American politician and businessman

Michael Bright served as interim president of Ginnie Mae from July 2017 to January 2019 and is CEO of the Structured Finance Association (SFA), the securitization industry's largest trade association. President Donald Trump nominated Bright to serve as Ginnie Mae's permanent president in May 2018 but the nomination was never confirmed despite being voted out of the Committee on Banking, Housing, and Urban Affairs by a unanimous voice vote.

== Education ==
Bright has a B.A. in International Relations from Johns Hopkins University and an M.A. in International Relations from its School of Advanced International Studies.

== Career ==
Bright began his career in 2002 at Countrywide Financial in Calabasas, Ca. as a modeler and trader. Later, he worked for Wachovia Bank as a trader in interest rate derivatives.

Entering government service, from 2009 to 2010, he was a mortgage data analyst in the Office of the Comptroller of the Currency. In 2013, while working for Senator Bob Corker he was a principal author of the Corker-Warner bill for housing finance reform.

Returning to the private sector, he joined BlackRock as vice president in the financial advisory unit. He left after a year to join PennyMac, as senior vice president of business development.

Bright then joined the housing program at the Milken Institute Center for Financial Markets. In September 2016, he and former director of the Federal Housing Finance Agency Ed DeMarco were co-authors of a paper "Toward a New Secondary Mortgage Market." It called for an end to the conservatorship of Fannie Mae and Freddie Mac, to create a private market for mortgage credit risk, and to remove Ginnie Mae from the Department of Housing and Urban Development, converting it into an independent government agency.

Bright joined Ginnie Mae in July 2017 as executive vice president and chief operating officer.

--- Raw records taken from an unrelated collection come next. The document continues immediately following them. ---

//! Status taxonomy of the client interface and the translation from the
//! service's own error codes.

use std::fmt;
use thiserror::Error;

use crate::interface::{ApiErrorType, Export};

pub type RedirectionResult<T> = Result<T, RedirectionError>;

/// Stable status codes reported by every client operation.
#[derive(Debug, Clone, Copy, PartialEq, Eq, Hash)]
#[repr(i32)]
pub enum Status {
    Success = 0,
    ModuleNotFound = -0x1,
    ModuleMissingExport = -0x2,
    UnsupportedVersion = -0x3,
    InvalidArgument = -0x10,
    NoMemory = -0x11,
    UnknownFsLayerType = -0x12,
    LayerNotFound = -0x13,
    LibUninitialized = -0x20,
    UnsupportedCommand = -0x21,
    UnknownError = -0x1000,
}

impl Status {
    pub const ALL: [Status; 11] = [
        Status::Success,
        Status::ModuleNotFound,
        Status::ModuleMissingExport,
        Status::UnsupportedVersion,
        Status::InvalidArgument,
        Status::NoMemory,
        Status::UnknownFsLayerType,
        Status::LayerNotFound,
        Status::LibUninitialized,
        Status::UnsupportedCommand,
        Status::UnknownError,
    ];

    pub fn code(self) -> i32 {
        self as i32
    }

    pub fn from_code(code: i32) -> Option<Status> {
        Self::ALL.into_iter().find(|s| s.code() == code)
    }

    /// Canonical diagnostic name.
    pub fn name(self) -> &'static str {
        match self {
            Status::Success => "CONTENT_REDIRECTION_RESULT_SUCCESS",
            Status::ModuleNotFound => "CONTENT_REDIRECTION_RESULT_MODULE_NOT_FOUND",
            Status::ModuleMissingExport => "CONTENT_REDIRECTION_RESULT_MODULE_MISSING_EXPORT",
            Status::UnsupportedVersion => "CONTENT_REDIRECTION_RESULT_UNSUPPORTED_VERSION",
            Status::InvalidArgument => "CONTENT_REDIRECTION_RESULT_INVALID_ARGUMENT",
            Status::NoMemory => "CONTENT_REDIRECTION_RESULT_NO_MEMORY",
            Status::UnknownFsLayerType => "CONTENT_REDIRECTION_RESULT_UNKNOWN_FS_LAYER_TYPE",
            Status::LayerNotFound => "CONTENT_REDIRECTION_RESULT_LAYER_NOT_FOUND",
            Status::LibUninitialized => "CONTENT_REDIRECTION_RESULT_LIB_UNINITIALIZED",
            Status::UnsupportedCommand => "CONTENT_REDIRECTION_RESULT_UNSUPPORTED_COMMAND",
            Status::UnknownError => "CONTENT_REDIRECTION_RESULT_UNKNOWN_ERROR",
        }
    }

    /// Canonical name of a raw status code; unknown codes read as
    /// `UnknownError`.
    pub fn name_of(code: i32) -> &'static str {
        Status::from_code(code).unwrap_or(Status::UnknownError).name()
    }

    pub fn from_result<T>(result: &RedirectionResult<T>) -> Status {
        match result {
            Ok(_) => Status::Success,
            Err(e) => e.status(),
        }
    }
}

impl fmt::Display for Status {
    fn fmt(&self, f: &mut fmt::Formatter<'_>) -> fmt::Result {
        f.write_str(self.name())
    }
}

/// Map a service error code onto the client status set.
///
/// Total: codes outside the service vocabulary become `UnknownError`.
pub fn translate(code: i32) -> Status {
    match ApiErrorType::from_code(code) {
        Some(ApiErrorType::None) => Status::Success,
        Some(ApiErrorType::InvalidArg) => Status::InvalidArgument,
        Some(ApiErrorType::NoMemory) => Status::NoMemory,
        Some(ApiErrorType::UnknownFsLayerType) => Status::UnknownFsLayerType,
        Some(ApiErrorType::LayerNotFound) => Status::LayerNotFound,
        None => Status::UnknownError,
    }
}

/// A failed client operation.
#[derive(Error, Debug, Clone, PartialEq, Eq)]
pub enum RedirectionError {
    #[error("Module not found: {0}")]
    ModuleNotFound(String),

    #[error("Module is missing export {0}")]
    MissingExport(Export),

    #[error("Unsupported module version")]
    UnsupportedVersion,

    #[error("Invalid argument: {0}")]
    InvalidArgument(String),

    #[error("Service is out of memory")]
    NoMemory,

    #[error("Unknown filesystem layer type")]
    UnknownFsLayerType,

    #[error("Layer not found")]
    LayerNotFound,

    #[error("Library is not initialized")]
    LibUninitialized,

    #[error("Unsupported command: {0}")]
    UnsupportedCommand(Export),

    #[error("Unknown error")]
    UnknownError,
}

impl RedirectionError {
    pub fn status(&self) -> Status {
        match self {
            RedirectionError::ModuleNotFound(_) => Status::ModuleNotFound,
            RedirectionError::MissingExport(_) => Status::ModuleMissingExport,
            RedirectionError::UnsupportedVersion => Status::UnsupportedVersion,
            RedirectionError::InvalidArgument(_) => Status::InvalidArgument,
            RedirectionError::NoMemory => Status::NoMemory,
            RedirectionError::UnknownFsLayerType => Status::UnknownFsLayerType,
            RedirectionError::LayerNotFound => Status::LayerNotFound,
            RedirectionError::LibUninitialized => Status::LibUninitialized,
            RedirectionError::UnsupportedCommand(_) => Status::UnsupportedCommand,
            RedirectionError::UnknownError => Status::UnknownError,
        }
    }

    /// Error for a failing service code.
    ///
    /// A service reporting "none" in a failure position is itself an
    /// unknown error.
    pub fn from_api_code(code: i32) -> Self {
        match translate(code) {
            Status::InvalidArgument => {
                RedirectionError::InvalidArgument("rejected by service".to_string())
            }
            Status::NoMemory => RedirectionError::NoMemory,
            Status::UnknownFsLayerType => RedirectionError::UnknownFsLayerType,
            Status::LayerNotFound => RedirectionError::LayerNotFound,
            _ => RedirectionError::UnknownError,
        }
    }
}

impl From<&RedirectionError> for Status {
    fn from(err: &RedirectionError) -> Self {
        err.status()
    }
}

He served as its interim president from July 2017 until May 2018, after its previous president Ted Tozer left at the beginning of the Trump administration in January 2017.

As COO, he managed all operations for Ginnie Mae’s $2 trillion portfolio of mortgage-backed securities (MBS) and oversaw the fulfillment of the agency’s core mission.

In November 2017, he testified during a House Financial Services Committee hearing on "Sustainable Housing Finance: The Role of Ginnie Mae in the Housing Finance System."

On May 15, 2018, the Trump administration announced it had nominated Bright as president of Ginnie Mae. He resigned on January 9, 2019, effective January 16. A week later, he became CEO at the Structured Finance Association.